No they aren't absurd, but they are politicians. Not that much difference from my point of view. The results of the commission may be better than what you'd see out of AI though, and the balance of political points of view would likely force a more reasonable, if a touch watered down report.

Melana Zyla Vickers has a piece at TCS related to the topic. She has a link to an Al Quaeda Manual that gives some perspective. She does make some decent point here. Though the first is utter crap.
Which is why it's partly up to the U.S. public to keep some perspective on the torture and abuse issue.

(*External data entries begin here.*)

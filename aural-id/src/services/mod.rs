//! External-tool and store adapters
//!
//! Each service wraps one collaborator: the chromaprint tool, the olaf
//! fingerprint store, the embedding model process, the Qdrant vector store,
//! tag metadata extraction, and canonical file storage.

pub mod chromaprint;
pub mod dedup;
pub mod embedding;
pub mod metadata;
pub mod olaf;
pub mod qdrant;
pub mod storage;

pub use embedding::{AudioChunk, Embedder, EmbeddingError};
pub use olaf::{OlafClient, OlafError, OlafMatch};
pub use qdrant::{QdrantClient, QdrantError};
//! aural-ingest - batch ingestion CLI
//!
//! Walks a directory recursively and ingests every audio file through the
//! full pipeline, one file at a time (the fingerprint store allows a
//! single writer). Prints a summary report when done.

use anyhow::{Context, Result};
use clap::Parser;
use std::path::PathBuf;
use tracing::info;
use tracing_subscriber::EnvFilter;

use aural_id::config::ServiceConfig;
use aural_id::db;
use aural_id::ingest::{IngestPipeline, PipelineStatus};
use aural_id::services::{Embedder, OlafClient, QdrantClient};

/// Batch-ingest a directory of audio files
#[derive(Parser, Debug)]
#[command(name = "aural-ingest", version)]
struct Args {
    /// Directory to scan recursively for audio files
    directory: PathBuf,

    /// Override the database file path
    #[arg(long, env = "AURAL_DATABASE")]
    database: Option<PathBuf>,
}

#[tokio::main]
async fn main() -> Result<()> {
    tracing_subscriber::fmt()
        .with_env_filter(
            EnvFilter::try_from_default_env().unwrap_or_else(|_| EnvFilter::new("info")),
        )
        .init();

    let args = Args::parse();

    if !args.directory.is_dir() {
        anyhow::bail!("'{}' is not a directory", args.directory.display());
    }

    let mut config = ServiceConfig::load()?;
    if let Some(database) = args.database {
        config.database_path = database;
    }

    let db_pool = db::init_database_pool(&config.database_path)
        .await
        .context("Failed to initialize database")?;

    let config = std::sync::Arc::new(config);
    let olaf = OlafClient::new(config.olaf_bin.clone(), config.olaf_db_dir.clone());
    let qdrant = QdrantClient::from_config(config.as_ref());
    let embedder = match Embedder::from_config(config.as_ref()) {
        Ok(embedder) => Some(embedder),
        Err(e) => {
            info!("Embedder unavailable ({}); ingesting without embeddings", e);
            None
        }
    };

    let pipeline = IngestPipeline::new(db_pool, config, olaf, qdrant, embedder);
    let report = pipeline.ingest_directory(&args.directory).await;

    println!("\n{}", "=".repeat(60));
    println!("Ingestion Report");
    println!("{}", "=".repeat(60));
    println!("Total files:  {}", report.total_files);
    println!("Ingested:     {}", report.ingested);
    println!("Duplicates:   {}", report.duplicates);
    println!("Skipped:      {}", report.skipped);
    println!("Errors:       {}", report.errors);

    if report.errors > 0 {
        println!("\nFailed files:");
        for outcome in &report.outcomes {
            if outcome.status == PipelineStatus::Error {
                println!(
                    "  - {}: {}",
                    outcome.file_path.display(),
                    outcome.detail.as_deref().unwrap_or("unknown error")
                );
            }
        }
    }

    println!("{}", "=".repeat(60));

    Ok(())
}
//! Audio tag metadata extraction using lofty
//!
//! Extracts title/artist/album/genre plus technical properties. Tag
//! extraction is best-effort: an unreadable or untagged file produces an
//! empty `AudioTags`, never an error, and the pipeline fills nulls.

use lofty::file::{FileType, TaggedFileExt};
use lofty::prelude::*;
use lofty::probe::Probe;
use std::path::Path;

/// Extracted tag and technical metadata
#[derive(Debug, Clone, Default)]
pub struct AudioTags {
    /// Track title
    pub title: Option<String>,
    /// Artist name(s)
    pub artist: Option<String>,
    /// Album title
    pub album: Option<String>,
    /// Genre
    pub genre: Option<String>,
    /// Sample rate (Hz)
    pub sample_rate: Option<u32>,
    /// Number of channels
    pub channels: Option<u8>,
    /// Bitrate (kbps)
    pub bitrate: Option<u32>,
    /// Container/codec family, lowercase (mp3, flac, ...)
    pub format: Option<String>,
}

/// Extract tags and properties from an audio file.
pub fn extract_tags(file_path: &Path) -> AudioTags {
    let tagged_file = match Probe::open(file_path).and_then(|p| p.read()) {
        Ok(f) => f,
        Err(e) => {
            tracing::warn!(file = %file_path.display(), error = %e, "Tag probe failed");
            return AudioTags::default();
        }
    };

    let properties = tagged_file.properties();

    let format = match tagged_file.file_type() {
        FileType::Mpeg => Some("mp3"),
        FileType::Flac => Some("flac"),
        FileType::Opus | FileType::Vorbis => Some("ogg"),
        FileType::Aac | FileType::Mp4 => Some("mp4"),
        FileType::Wav => Some("wav"),
        _ => None,
    }
    .map(str::to_string)
    .or_else(|| {
        file_path
            .extension()
            .map(|e| e.to_string_lossy().to_lowercase())
    });

    let tag = tagged_file.primary_tag().or_else(|| tagged_file.first_tag());
    let (title, artist, album, genre) = if let Some(tag) = tag {
        (
            tag.title().map(|s| s.to_string()),
            tag.artist().map(|s| s.to_string()),
            tag.album().map(|s| s.to_string()),
            tag.genre().map(|s| s.to_string()),
        )
    } else {
        (None, None, None, None)
    };

    AudioTags {
        title,
        artist,
        album,
        genre,
        sample_rate: properties.sample_rate(),
        channels: properties.channels(),
        bitrate: properties.audio_bitrate(),
        format,
    }
}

First and foremost, torture, abuse, killing, good guys running amok, these are all standard features of war. They occurred in the past and will again in the future. "War is cruelty," Civil War Gen. William Tecumseh Sherman said, and its cruelty is part of the reason the U.S. tries to avoid going to war in the first place. But of course, we are at war.

Second, human-rights watchdogs and lawyers are a veritable cottage industry these days. Whatever the international conflict, there is always a group of them around, wringing their hands, making their names known to newspapers, and pointing out, as if for the first time, that war is hell (another Sherman quotation). They're often well-meaning. But they may be getting wagged by the Al Qaeda training handbook without even knowing - or refusing to believe - it could be so.


Third, it's essential to know the messenger. In this case, Amnesty, the hand-wringer of the week, is no friend of American foreign policy. The group, whose roots lie with early 20th century leftists both here and in Britain, has always bent over backwards to make the capitalist U.S. look bad. Consider that the "Americas Regional Overview" in this 2005 annual report goes on at length about the U.S. and its detention camp, the U.S. and its horrible friend the government of Colombia, the U.S. and its evil counter-narcotics efforts in the region, yet makes not one mention of communist Fidel Castro's abominations in Cuba. Also, the report bends over backwards to blame the human-rights abuses of the quasi-communist Venezuelan government on those trying to unseat President Hugo Chavez.

Sorry, the "War is Cruelty" meme doesn't follow and is irrelevant. These are prison camps and are outside of the active theater. There should be no related passions that could be seen in an active fight, so this carries no weight.

The second point, though conjecture, is totally logical. What did every enemy learn from Vietnam? That the US public can't stomach anything bad happening during war or involving our military. This leads to an easily accessible conduit of propaganda, through our own MSM, to spread allegations of abuse whether they are true or not. The related paranoia of large portions of the citizenry also negate the ability of the government to even discuss the allegations, never mind refute them.

The third point is pretty much a fact of AI's existence. They have consistently over time have always found fault with minor issues of the US while ignoring other countries crimes. It doesn't help their case to be seen as a loud critic of the US and blind to much more serious offenders. The complete lack of perspective in world human rights violations gives them little credence when their veracity is questioned.

Lastly, there is this op-ed by Brian Richards. For balance. (from the unbalanced)

This article deserves a fisking, being unreasonable and for cherry picking his definition of gulag. This piece does clearly show the unreasoned and inflammatory rhetoric that is coming out about the AI report. It's short, so you can read it and be irritated on your own.

1 comment:

Granted said...

That's a pretty amazing post. You taking all this stuff seriously or what? You ought to send a link to it to Mr. Reynolds and see if we can get an instalanche. It'd be fun. Might even move us out of the slimy mollusc category (I want a spine, damn it).